Fatty acids stimulate activity and restore respiratory control in a proton channel mutant of cytochrome c oxidase.

(1) Removal of a carboxyl at residue 132 of subunit I of Rhodobacter sphaeroides cytochrome c oxidase significantly inhibits electron transfer and makes proton pumping undetectable [Fetter et al. (1995) Proc. Natl. Acad. Sci. USA 92, 1604-1608]. When reconstituted into phospholipid vesicles (COV), wild-type oxidase shows respiratory control that is partially released by either valimomycin or nigericin and fully released by the two ionophores combined. Under the same conditions, the D132A mutant COV show anomalous ionophore responses, including inhibition by valinomycin or by CCCP. Nevertheless, oxidase activity results in development of a similar membrane potential in COV containing either wild-type or D132A oxidase, and the ionophore responses of the membrane potential are similar for both enzymes. (2) Long chain fatty acids such as arachidonic acid, but not fatty alcohols, stimulate steady-state electron transfer activity 3-7-fold, with either detergent-solubilized (purified) D132A oxidase or the reconstituted form.
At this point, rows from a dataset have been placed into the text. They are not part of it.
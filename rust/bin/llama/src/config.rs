//! Saved catalog servers for the `llama` CLI.
//!
//! Each entry names a server hosting the `llamas` collection; catalog
//! commands use the active one unless `--server` is given. Stored as TOML
//! in `~/.llama/config.toml`.

use std::path::{Path, PathBuf};

use serde::{Deserialize, Serialize};

/// One saved catalog server.
#[derive(Debug, Clone, PartialEq, Serialize, Deserialize)]
pub struct Context {
    /// Name used with `llama context use` (e.g. "local").
    pub name: String,

    /// Base URL of the entity API; empty until `--server` is given.
    #[serde(default, skip_serializing_if = "String::is_empty")]
    pub server: String,
}

/// Everything `~/.llama/config.toml` holds.
#[derive(Debug, Clone, Default, Serialize, Deserialize)]
pub struct ClientConfig {
    /// Server the catalog commands talk to when `--server` is absent.
    #[serde(rename = "current-context", default)]
    pub current_context: String,

    #[serde(default)]
    pub contexts: Vec<Context>,
}

impl ClientConfig {
    /// Where `--config` points when not given.
    pub fn default_path() -> PathBuf {
        llama_home().join("config.toml")
    }

    /// A missing file means no servers saved yet, not an error.
    pub fn load(path: &Path) -> anyhow::Result<Self> {
        if !path.exists() {
            return Ok(Self::default());
        }
        let content = std::fs::read_to_string(path)?;
        let config: ClientConfig = toml::from_str(&content)
            .map_err(|e| anyhow::anyhow!("invalid config {}: {}", path.display(), e))?;
        Ok(config)
    }

    pub fn save(&self, path: &Path) -> anyhow::Result<()> {
        if let Some(parent) = path.parent() {
            std::fs::create_dir_all(parent)?;
        }
        std::fs::write(path, toml::to_string_pretty(self)?)?;
        Ok(())
    }

    pub fn current(&self) -> Option<&Context> {
        self.contexts.iter().find(|c| c.name == self.current_context)
    }

    pub fn get_mut(&mut self, name: &str) -> Option<&mut Context> {
        self.contexts.iter_mut().find(|c| c.name == name)
    }

    /// Save a server under its name. With nothing active yet, it becomes active.
    pub fn upsert_context(&mut self, ctx: Context) {
        if self.current_context.is_empty() {
            self.current_context = ctx.name.clone();
        }
        match self.get_mut(&ctx.name) {
            Some(existing) => *existing = ctx,
            None => self.contexts.push(ctx),
        }
    }

    /// Forget a saved server. Deleting the active one leaves none active.
    pub fn remove_context(&mut self, name: &str) -> bool {
        let len = self.contexts.len();
        self.contexts.retain(|c| c.name != name);
        if self.current_context == name {
            self.current_context.clear();
        }
        self.contexts.len() < len
    }

    /// Server URL to talk to: the `--server` override, else the current context's.
    pub fn resolve_server(&self, override_url: Option<&str>) -> anyhow::Result<String> {
        if let Some(url) = override_url.filter(|u| !u.is_empty()) {
            return Ok(url.to_string());
        }
        match self.current() {
            Some(ctx) if !ctx.server.is_empty() => Ok(ctx.server.clone()),
            Some(ctx) => anyhow::bail!(
                "No server URL set for context \"{}\". Run `llama context set {} --server <url>`.",
                ctx.name,
                ctx.name
            ),
            None => anyhow::bail!(
                "No current context. Pass --server <url> or run `llama context set <name> --server <url>`."
            ),
        }
    }
}

fn llama_home() -> PathBuf {
    let home = std::env::var("HOME")
        .or_else(|_| std::env::var("USERPROFILE"))
        .unwrap_or_else(|_| ".".to_string());
    PathBuf::from(home).join(".llama")
}

#[cfg(test)]
mod tests {
    use super::*;

    fn local() -> Context {
        Context {
            name: "local".into(),
            server: "http://localhost:8080".into(),
        }
    }

    #[test]
    fn missing_file_loads_default() {
        let dir = tempfile::tempdir().unwrap();
        let config = ClientConfig::load(&dir.path().join("config.toml")).unwrap();
        assert!(config.current_context.is_empty());
        assert!(config.contexts.is_empty());
    }

    #[test]
    fn save_then_load() {
        let dir = tempfile::tempdir().unwrap();
        let path = dir.path().join("nested").join("config.toml");

        let mut config = ClientConfig::default();
        config.upsert_context(local());
        config.save(&path).unwrap();

        let back = ClientConfig::load(&path).unwrap();
        assert_eq!(back.current_context, "local");
        assert_eq!(back.contexts, vec![local()]);
        let raw = std::fs::read_to_string(&path).unwrap();
        assert!(raw.contains("current-context = \"local\""));
    }

    #[test]
    fn default_path_is_under_llama_home() {
        let path = ClientConfig::default_path();
        assert!(path.ends_with(".llama/config.toml"));
    }

    #[test]
    fn malformed_file_is_an_error() {
        let dir = tempfile::tempdir().unwrap();
        let path = dir.path().join("config.toml");
        std::fs::write(&path, "contexts = 3").unwrap();
        assert!(ClientConfig::load(&path).is_err());
    }

    #[test]
    fn upsert_replaces_existing_and_keeps_current() {
        let mut config = ClientConfig::default();
        config.upsert_context(local());
        config.upsert_context(Context {
            name: "stage".into(),
            server: "http://stage:8080".into(),
        });
        config.upsert_context(Context {
            name: "local".into(),
            server: "http://127.0.0.1:9000".into(),
        });

        assert_eq!(config.contexts.len(), 2);
        assert_eq!(config.current_context, "local");
        assert_eq!(config.current().unwrap().server, "http://127.0.0.1:9000");
    }

    #[test]
    fn removing_current_clears_it() {
        let mut config = ClientConfig::default();
        config.upsert_context(local());
        assert!(config.remove_context("local"));
        assert!(config.current_context.is_empty());
        assert!(!config.remove_context("local"));
    }

    #[test]
    fn server_override_wins() {
        let mut config = ClientConfig::default();
        config.upsert_context(local());
        assert_eq!(
            config.resolve_server(Some("http://other:1")).unwrap(),
            "http://other:1"
        );
        assert_eq!(config.resolve_server(None).unwrap(), "http://localhost:8080");
    }

    #[test]
    fn no_server_anywhere_is_an_error() {
        assert!(ClientConfig::default().resolve_server(None).is_err());

        let mut config = ClientConfig::default();
        config.upsert_context(Context {
            name: "bare".into(),
            server: String::new(),
        });
        let err = config.resolve_server(None).unwrap_err();
        assert!(err.to_string().contains("llama context set bare"));
    }
}
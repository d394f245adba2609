use axum::http::StatusCode;
use axum::response::{IntoResponse, Response};
use thiserror::Error;

// ── Error codes ─────────────────────────────────────────────────────
//
// Stable, machine-readable identifiers. Clients match on these,
// never on the human-readable message string.

pub mod error_code {
    pub const NOT_FOUND: &str = "NOT_FOUND";
    pub const VALIDATION_FAILED: &str = "VALIDATION_FAILED";
}

// ── ServiceError ────────────────────────────────────────────────────

/// Errors surfaced by the entity routes.
///
/// Rendered as a failed envelope:
///
/// ```json
/// {"success": false, "code": "NOT_FOUND", "error": "llamas 'abc' not found"}
/// ```
#[derive(Error, Debug)]
pub enum ServiceError {
    /// Record does not exist. HTTP 404.
    #[error("{0}")]
    NotFound(String),

    /// Payload is not a JSON object, or seed data repeats an id. HTTP 400.
    #[error("{0}")]
    Validation(String),
}

impl ServiceError {
    pub fn error_code(&self) -> &'static str {
        match self {
            ServiceError::NotFound(_) => error_code::NOT_FOUND,
            ServiceError::Validation(_) => error_code::VALIDATION_FAILED,
        }
    }

    pub fn status_code(&self) -> StatusCode {
        match self {
            ServiceError::NotFound(_) => StatusCode::NOT_FOUND,
            ServiceError::Validation(_) => StatusCode::BAD_REQUEST,
        }
    }
}

impl IntoResponse for ServiceError {
    fn into_response(self) -> Response {
        let status = self.status_code();
        let body = serde_json::json!({
            "success": false,
            "code": self.error_code(),
            "error": self.to_string(),
        });
        (status, axum::Json(body)).into_response()
    }
}
//! `llamad`: in-memory entity collection server.
//!
//! Serves any number of named collections under `/entities/{collection}`.
//! Records are free-form JSON objects; the server only owns the `_id`
//! field. Every response is a `{success, data, error}` envelope.
//!
//! There is no DELETE route: records live until the process exits.

pub mod error;
pub mod routes;
pub mod store;

pub use error::ServiceError;
pub use routes::build_router;
pub use store::EntityStore;
use std::collections::{BTreeMap, BTreeSet};
use std::sync::{PoisonError, RwLock};

use serde_json::{Map, Value};
use tracing::debug;

use crate::error::ServiceError;

/// JSON field the server owns on every record.
pub const ID_FIELD: &str = "_id";

/// In-memory collections of JSON records.
///
/// Each collection keeps insertion order, which is the order `list`
/// returns. Collections spring into existence on first write.
#[derive(Default)]
pub struct EntityStore {
    collections: RwLock<BTreeMap<String, Vec<Map<String, Value>>>>,
}

impl EntityStore {
    pub fn new() -> Self {
        Self::default()
    }

    /// All records in a collection. Unknown collections are empty.
    pub fn list(&self, collection: &str) -> Vec<Value> {
        let collections = self.collections.read().unwrap_or_else(PoisonError::into_inner);
        collections
            .get(collection)
            .map(|records| records.iter().cloned().map(Value::Object).collect())
            .unwrap_or_default()
    }

    pub fn get(&self, collection: &str, id: &str) -> Result<Value, ServiceError> {
        let collections = self.collections.read().unwrap_or_else(PoisonError::into_inner);
        collections
            .get(collection)
            .and_then(|records| records.iter().find(|r| record_id(r) == Some(id)))
            .cloned()
            .map(Value::Object)
            .ok_or_else(|| not_found(collection, id))
    }

    /// Insert a record under a freshly generated identifier.
    ///
    /// Any `_id` in the payload is ignored.
    pub fn create(&self, collection: &str, body: Value) -> Result<Value, ServiceError> {
        let mut record = into_object(body)?;
        let id = uuid::Uuid::new_v4().simple().to_string();
        record.insert(ID_FIELD.to_string(), Value::String(id.clone()));

        let mut collections = self.collections.write().unwrap_or_else(PoisonError::into_inner);
        collections
            .entry(collection.to_string())
            .or_default()
            .push(record.clone());
        debug!(collection, id = %id, "created");
        Ok(Value::Object(record))
    }

    /// Replace the record at `id` wholesale. The identifier is preserved.
    pub fn replace(&self, collection: &str, id: &str, body: Value) -> Result<Value, ServiceError> {
        let mut record = into_object(body)?;
        record.insert(ID_FIELD.to_string(), Value::String(id.to_string()));

        let mut collections = self.collections.write().unwrap_or_else(PoisonError::into_inner);
        let slot = collections
            .get_mut(collection)
            .and_then(|records| records.iter_mut().find(|r| record_id(r) == Some(id)))
            .ok_or_else(|| not_found(collection, id))?;
        *slot = record.clone();
        debug!(collection, id, "replaced");
        Ok(Value::Object(record))
    }

    /// Load records as-is, assigning identifiers where missing.
    ///
    /// Identifiers must be unique within the collection, counting records
    /// already stored. A batch with a duplicate is rejected whole.
    pub fn seed(&self, collection: &str, records: Vec<Value>) -> Result<usize, ServiceError> {
        let mut collections = self.collections.write().unwrap_or_else(PoisonError::into_inner);
        let mut seen: BTreeSet<String> = collections
            .get(collection)
            .map(|existing| existing.iter().filter_map(record_id).map(str::to_string).collect())
            .unwrap_or_default();

        let mut loaded = Vec::with_capacity(records.len());
        for body in records {
            let mut record = into_object(body)?;
            let id = match record_id(&record) {
                Some(id) => id.to_string(),
                None => {
                    let id = uuid::Uuid::new_v4().simple().to_string();
                    record.insert(ID_FIELD.to_string(), Value::String(id.clone()));
                    id
                }
            };
            if !seen.insert(id.clone()) {
                return Err(ServiceError::Validation(format!(
                    "duplicate {} '{}' in {}",
                    ID_FIELD, id, collection
                )));
            }
            loaded.push(record);
        }

        let count = loaded.len();
        collections
            .entry(collection.to_string())
            .or_default()
            .extend(loaded);
        Ok(count)
    }
}

fn record_id(record: &Map<String, Value>) -> Option<&str> {
    record.get(ID_FIELD).and_then(Value::as_str)
}

fn into_object(body: Value) -> Result<Map<String, Value>, ServiceError> {
    match body {
        Value::Object(map) => Ok(map),
        other => Err(ServiceError::Validation(format!(
            "record must be a JSON object, got {}",
            kind(&other)
        ))),
    }
}

fn kind(value: &Value) -> &'static str {
    match value {
        Value::Null => "null",
        Value::Bool(_) => "boolean",
        Value::Number(_) => "number",
        Value::String(_) => "string",
        Value::Array(_) => "array",
        Value::Object(_) => "object",
    }
}

fn not_found(collection: &str, id: &str) -> ServiceError {
    ServiceError::NotFound(format!("{} '{}' not found", collection, id))
}
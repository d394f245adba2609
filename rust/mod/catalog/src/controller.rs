//! The catalog controller: runs reducer effects against a gateway.

use std::collections::VecDeque;
use std::sync::Arc;

use llama_client::EntityGateway;
use tracing::{debug, error, info, warn};

use crate::error::CatalogError;
use crate::form::FormField;
use crate::machine::{self, Effect, Save};
use crate::model::Llama;
use crate::reload::{FullReload, ReloadPolicy};
use crate::request::Event;
use crate::state::CatalogState;
use crate::store::{CatalogStore, SubscriptionId};

/// Owns the catalog state and drives it through [`machine::transition`].
///
/// Each operation applies one event, runs the resulting effects in order,
/// and feeds their outcomes back as further events until nothing is left.
/// Every state the reducer produces is published to the [`CatalogStore`].
///
/// Backend failures never leave the catalog stuck: the state always
/// settles in `Ready`. The mutating operations still return the failure
/// so callers can report it.
pub struct CatalogController<G, P = FullReload> {
    gateway: G,
    reload: P,
    state: CatalogState,
    store: Arc<CatalogStore>,
}

impl<G: EntityGateway<Llama>> CatalogController<G, FullReload> {
    pub fn new(gateway: G) -> Self {
        Self::with_policy(gateway, FullReload)
    }
}

impl<G: EntityGateway<Llama>, P: ReloadPolicy> CatalogController<G, P> {
    pub fn with_policy(gateway: G, reload: P) -> Self {
        let state = CatalogState::initial();
        Self {
            gateway,
            reload,
            store: Arc::new(CatalogStore::new(state.clone())),
            state,
        }
    }

    pub fn state(&self) -> &CatalogState {
        &self.state
    }

    /// Shared store for observers that outlive a borrow of the controller.
    pub fn store(&self) -> Arc<CatalogStore> {
        Arc::clone(&self.store)
    }

    pub fn subscribe<F>(&self, handler: F) -> SubscriptionId
    where
        F: Fn(&CatalogState) + Send + Sync + 'static,
    {
        self.store.subscribe(handler)
    }

    pub fn gateway(&self) -> &G {
        &self.gateway
    }

    // ====================================================================
    // Operations
    // ====================================================================

    /// Load the list. A failed fetch leaves an empty list, not an error.
    pub async fn mount(&mut self) -> Result<(), CatalogError> {
        self.drive(Event::Mount).await.map(|_| ())
    }

    pub fn add(&mut self) -> Result<(), CatalogError> {
        self.apply_local(Event::Add)
    }

    pub fn edit(&mut self, id: &str) -> Result<(), CatalogError> {
        self.apply_local(Event::Edit { id: id.to_string() })
    }

    pub fn update_field(&mut self, field: FormField, value: &str) -> Result<(), CatalogError> {
        self.apply_local(Event::UpdateField {
            field,
            value: value.to_string(),
        })
    }

    /// Save the form. Validation failures are returned before any request.
    pub async fn submit(&mut self) -> Result<Llama, CatalogError> {
        let record = self.drive(Event::Submit).await?;
        self.saved(record, "form/submit")
    }

    pub async fn toggle_favorite(&mut self, id: &str) -> Result<Llama, CatalogError> {
        let record = self.drive(Event::ToggleFavorite { id: id.to_string() }).await?;
        self.saved(record, "catalog/toggle-favorite")
    }

    pub fn cancel(&mut self) -> Result<(), CatalogError> {
        self.apply_local(Event::Cancel)
    }

    /// The backend has no delete: this logs and reloads.
    pub async fn delete(&mut self, id: &str) -> Result<(), CatalogError> {
        info!(id, "delete requested; backend has no delete, record kept");
        self.drive(Event::Delete { id: id.to_string() }).await.map(|_| ())
    }

    // ====================================================================
    // Effect loop
    // ====================================================================

    fn apply(&mut self, event: Event) -> Result<Vec<Effect>, CatalogError> {
        let path = event.path();
        let (next, effects) = machine::transition(&self.state, event)
            .inspect_err(|e| debug!(request = path, error = %e, "refused"))?;
        debug!(request = path, phase = %next.phase, effects = effects.len(), "applied");
        self.state = next;
        self.store.set(self.state.clone());
        Ok(effects)
    }

    fn apply_local(&mut self, event: Event) -> Result<(), CatalogError> {
        let effects = self.apply(event)?;
        debug_assert!(effects.is_empty(), "local events produce no effects");
        Ok(())
    }

    /// Apply `event` and run effects until none remain.
    ///
    /// Returns the record from a successful save, if one happened.
    async fn drive(&mut self, event: Event) -> Result<Option<Llama>, CatalogError> {
        let mut pending: VecDeque<Effect> = self.apply(event)?.into();
        let mut saved = None;
        let mut failure = None;

        while let Some(effect) = pending.pop_front() {
            let follow_up = match effect {
                Effect::FetchList => {
                    let listed = self.gateway.list().await;
                    if !listed.success {
                        warn!(
                            error = listed.error.as_deref().unwrap_or("unknown"),
                            "Error loading llamas"
                        );
                    }
                    Event::Loaded(listed)
                }
                Effect::Save(save) => {
                    let mutation = save.mutation();
                    let result = match &save {
                        Save::Create(record) => self.gateway.create(record).await,
                        Save::Update { id, record, .. } => self.gateway.update(id, record).await,
                    };
                    match result {
                        Ok(record) => {
                            info!(?mutation, id = record.id.as_deref().unwrap_or(""), "saved");
                            saved = Some(record);
                            Event::Settled { mutation, result: Ok(()) }
                        }
                        Err(e) => {
                            error!(?mutation, error = %e, "Error saving llama");
                            let reason = e.to_string();
                            failure = Some(e);
                            Event::Settled { mutation, result: Err(reason) }
                        }
                    }
                }
                Effect::Reload(mutation) => {
                    if !self.reload.should_reload(mutation) {
                        debug!(?mutation, "reload skipped by policy");
                        continue;
                    }
                    Event::Reload
                }
            };
            pending.extend(self.apply(follow_up)?);
        }

        match failure {
            Some(e) => Err(e.into()),
            None => Ok(saved),
        }
    }

    /// A request that should have saved but produced no write.
    fn saved(&self, record: Option<Llama>, request: &'static str) -> Result<Llama, CatalogError> {
        record.ok_or(CatalogError::InvalidTransition {
            phase: self.state.phase,
            request,
        })
    }
}
pub mod catalog;
pub mod context;

/// Output format for catalog commands.
#[derive(clap::ValueEnum, Debug, Clone, Copy, PartialEq, Eq, Default)]
pub enum Output {
    #[default]
    Table,
    Json,
}
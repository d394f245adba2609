//! Catalog commands: `llama list`, `llama add`, `llama edit`, ...
//!
//! Each command mounts a catalog controller against the server, then runs
//! its action through the controller so the same validation and reload
//! rules apply as in any other front end.

use anyhow::Result;
use clap::Args;

use llama_catalog::{CatalogController, CatalogError, FormField, Llama, ValidationError};
use llama_client::ResourceClient;

use super::Output;

type Controller = CatalogController<ResourceClient<Llama>>;

/// Form fields settable from the command line. Values are parsed by the form.
#[derive(Args, Debug, Default)]
pub struct FieldArgs {
    #[arg(long)]
    pub name: Option<String>,
    /// Breed label or short name (e.g. "Suri Llama", "suri").
    #[arg(long)]
    pub breed: Option<String>,
    #[arg(long)]
    pub color: Option<String>,
    #[arg(long)]
    pub temperament: Option<String>,
    /// Age in years, 0-30. Empty clears it.
    #[arg(long)]
    pub age: Option<String>,
    /// Weight in pounds, 0-500. Empty clears it.
    #[arg(long)]
    pub weight: Option<String>,
    #[arg(long = "image-url")]
    pub image_url: Option<String>,
    #[arg(long = "fun-fact")]
    pub fun_fact: Option<String>,
    /// true/false
    #[arg(long)]
    pub favorite: Option<String>,
}

impl FieldArgs {
    /// Set fields in form order.
    pub fn assignments(&self) -> Vec<(FormField, &str)> {
        [
            (FormField::Name, &self.name),
            (FormField::Breed, &self.breed),
            (FormField::Color, &self.color),
            (FormField::Temperament, &self.temperament),
            (FormField::Age, &self.age),
            (FormField::Weight, &self.weight),
            (FormField::ImageUrl, &self.image_url),
            (FormField::FunFact, &self.fun_fact),
            (FormField::IsFavorite, &self.favorite),
        ]
        .into_iter()
        .filter_map(|(field, value)| value.as_deref().map(|v| (field, v)))
        .collect()
    }
}

async fn open(server: &str) -> Result<Controller> {
    let mut ctl = CatalogController::new(ResourceClient::<Llama>::new(server));
    ctl.mount().await.map_err(explain)?;
    if let Some(reason) = &ctl.state().error {
        eprintln!("warning: could not load llamas from {}: {}", server, reason);
    }
    Ok(ctl)
}

fn fill(ctl: &mut Controller, fields: &FieldArgs) -> Result<()> {
    for (field, value) in fields.assignments() {
        ctl.update_field(field, value).map_err(explain)?;
    }
    Ok(())
}

/// Turn missing-field errors into the prompts a form would show.
fn explain(err: CatalogError) -> anyhow::Error {
    match err {
        CatalogError::Validation(ValidationError::MissingFields(fields)) => {
            let prompts: Vec<&str> = fields.iter().filter_map(|f| f.required_message()).collect();
            anyhow::anyhow!("{}", prompts.join("; "))
        }
        other => other.into(),
    }
}

pub async fn list(server: &str, favorites_only: bool, output: Output) -> Result<()> {
    let ctl = open(server).await?;
    let llamas: Vec<&Llama> = if favorites_only {
        ctl.state().favorites().collect()
    } else {
        ctl.state().llamas.iter().collect()
    };

    match output {
        Output::Json => println!("{}", serde_json::to_string_pretty(&llamas)?),
        Output::Table if ctl.state().is_empty_view() => println!("No llamas yet"),
        Output::Table => print!("{}", render_table(&llamas)),
    }
    Ok(())
}

pub async fn show(server: &str, id: &str, output: Output) -> Result<()> {
    let ctl = open(server).await?;
    let llama = ctl
        .state()
        .find(id)
        .ok_or_else(|| explain(CatalogError::NotFound(id.to_string())))?;
    print_one(llama, output)
}

pub async fn add(server: &str, fields: &FieldArgs, output: Output) -> Result<()> {
    let mut ctl = open(server).await?;
    ctl.add().map_err(explain)?;
    fill(&mut ctl, fields)?;
    let created = ctl.submit().await.map_err(explain)?;
    print_saved("added", &created, output)
}

pub async fn edit(server: &str, id: &str, fields: &FieldArgs, output: Output) -> Result<()> {
    if fields.assignments().is_empty() {
        anyhow::bail!("Nothing to change. Pass at least one field, e.g. --color brown.");
    }
    let mut ctl = open(server).await?;
    ctl.edit(id).map_err(explain)?;
    fill(&mut ctl, fields)?;
    let updated = ctl.submit().await.map_err(explain)?;
    print_saved("updated", &updated, output)
}

pub async fn favorite(server: &str, id: &str, output: Output) -> Result<()> {
    let mut ctl = open(server).await?;
    let toggled = ctl.toggle_favorite(id).await.map_err(explain)?;
    match output {
        Output::Json => print_one(&toggled, output),
        Output::Table => {
            let verb = if toggled.is_favorite { "is now" } else { "is no longer" };
            println!("{} {} a favorite.", toggled.name, verb);
            Ok(())
        }
    }
}

pub async fn delete(server: &str, id: &str) -> Result<()> {
    let mut ctl = open(server).await?;
    ctl.delete(id).await.map_err(explain)?;
    println!(
        "The server does not support deleting llamas; \"{}\" was kept ({} listed).",
        id,
        ctl.state().llamas.len()
    );
    Ok(())
}

fn print_saved(verb: &str, llama: &Llama, output: Output) -> Result<()> {
    match output {
        Output::Json => print_one(llama, output),
        Output::Table => {
            println!(
                "Llama \"{}\" {} ({}).",
                llama.name,
                verb,
                llama.id.as_deref().unwrap_or("-")
            );
            Ok(())
        }
    }
}

fn print_one(llama: &Llama, output: Output) -> Result<()> {
    match output {
        Output::Json => println!("{}", serde_json::to_string_pretty(llama)?),
        Output::Table => print!("{}", render_detail(llama)),
    }
    Ok(())
}

fn opt<T: ToString>(value: &Option<T>) -> String {
    value.as_ref().map_or_else(|| "-".to_string(), T::to_string)
}

fn render_table(llamas: &[&Llama]) -> String {
    let mut out = format!(
        "{:2} {:32} {:16} {:16} {:12} {:>4} {:>6}\n",
        "", "ID", "NAME", "BREED", "COLOR", "AGE", "WEIGHT"
    );
    for l in llamas {
        out.push_str(&format!(
            "{:2} {:32} {:16} {:16} {:12} {:>4} {:>6}\n",
            if l.is_favorite { "*" } else { " " },
            l.id.as_deref().unwrap_or("-"),
            l.name,
            l.breed.label(),
            l.color,
            opt(&l.age),
            opt(&l.weight),
        ));
    }
    out
}

fn render_detail(llama: &Llama) -> String {
    let rows = [
        ("ID", llama.id.clone().unwrap_or_else(|| "-".into())),
        ("Name", llama.name.clone()),
        ("Breed", llama.breed.label().to_string()),
        ("Color", llama.color.clone()),
        ("Temperament", opt(&llama.temperament.map(|t| t.label()))),
        ("Age", opt(&llama.age)),
        ("Weight", opt(&llama.weight)),
        ("Image", opt(&llama.image_url)),
        ("Fun fact", opt(&llama.fun_fact)),
        ("Favorite", if llama.is_favorite { "yes" } else { "no" }.to_string()),
    ];
    rows.iter()
        .map(|(label, value)| format!("{:12} {}\n", format!("{}:", label), value))
        .collect()
}

#[cfg(test)]
mod tests {
    use super::*;
    use llama_catalog::{Breed, Temperament};

    fn dolly() -> Llama {
        let mut l = Llama::new("Dolly", Breed::Suri, "white");
        l.id = Some("d1".into());
        l.age = Some(4);
        l.temperament = Some(Temperament::Gentle);
        l.is_favorite = true;
        l
    }

    // ========================================================================
    // Field arguments
    // ========================================================================

    #[test]
    fn assignments_follow_form_order() {
        let args = FieldArgs {
            color: Some("brown".into()),
            name: Some("Kuzco".into()),
            favorite: Some("true".into()),
            ..Default::default()
        };
        assert_eq!(
            args.assignments(),
            vec![
                (FormField::Name, "Kuzco"),
                (FormField::Color, "brown"),
                (FormField::IsFavorite, "true"),
            ]
        );
    }

    #[test]
    fn no_flags_no_assignments() {
        assert!(FieldArgs::default().assignments().is_empty());
    }

    // ========================================================================
    // Errors
    // ========================================================================

    #[test]
    fn missing_fields_become_prompts() {
        let err = explain(CatalogError::Validation(ValidationError::MissingFields(vec![
            FormField::Breed,
            FormField::Color,
        ])));
        assert_eq!(err.to_string(), "Please select a breed; Please enter a color");
    }

    #[test]
    fn other_errors_pass_through() {
        let err = explain(CatalogError::NotFound("zz".into()));
        assert_eq!(err.to_string(), "llama 'zz' not found");
    }

    // ========================================================================
    // Rendering
    // ========================================================================

    #[test]
    fn table_marks_favorites() {
        let mut plain = Llama::new("Kuzco", Breed::Classic, "brown");
        plain.id = Some("k1".into());
        let dolly = dolly();
        let table = render_table(&[&dolly, &plain]);
        let lines: Vec<&str> = table.lines().collect();

        assert_eq!(lines.len(), 3);
        assert!(lines[0].contains("NAME"));
        assert!(lines[1].starts_with('*'));
        assert!(lines[1].contains("Suri Llama"));
        assert!(lines[2].starts_with(' '));
        assert!(lines[2].trim_end().ends_with('-'));
    }

    #[test]
    fn detail_lists_every_field() {
        let detail = render_detail(&dolly());
        assert!(detail.contains("Temperament: Gentle"));
        assert!(detail.contains("Fun fact:    -"));
        assert!(detail.contains("Favorite:    yes"));
        assert_eq!(detail.lines().count(), 10);
    }
}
The effect is specific for this mutant and is not seen with wild-type or other mutants of similar overall activity. Arachidonate-treated D132A COV show normal ionophore responses to valinomycin and nigericin and full release of respiration in presence of both ionophores or of CCCP. Thus, arachidonate and some other fatty acids abolish the ionophore anomalies seen when the D132A enzyme is reconstituted in their absence. (3) Fatty acid addition does not restore proton pumping, likely because fatty acids also induce proton permeability and some degree of uncoupling. A model of D132A function is presented and possible roles for the fatty acids in 'chemical rescue' of the mutant are discussed.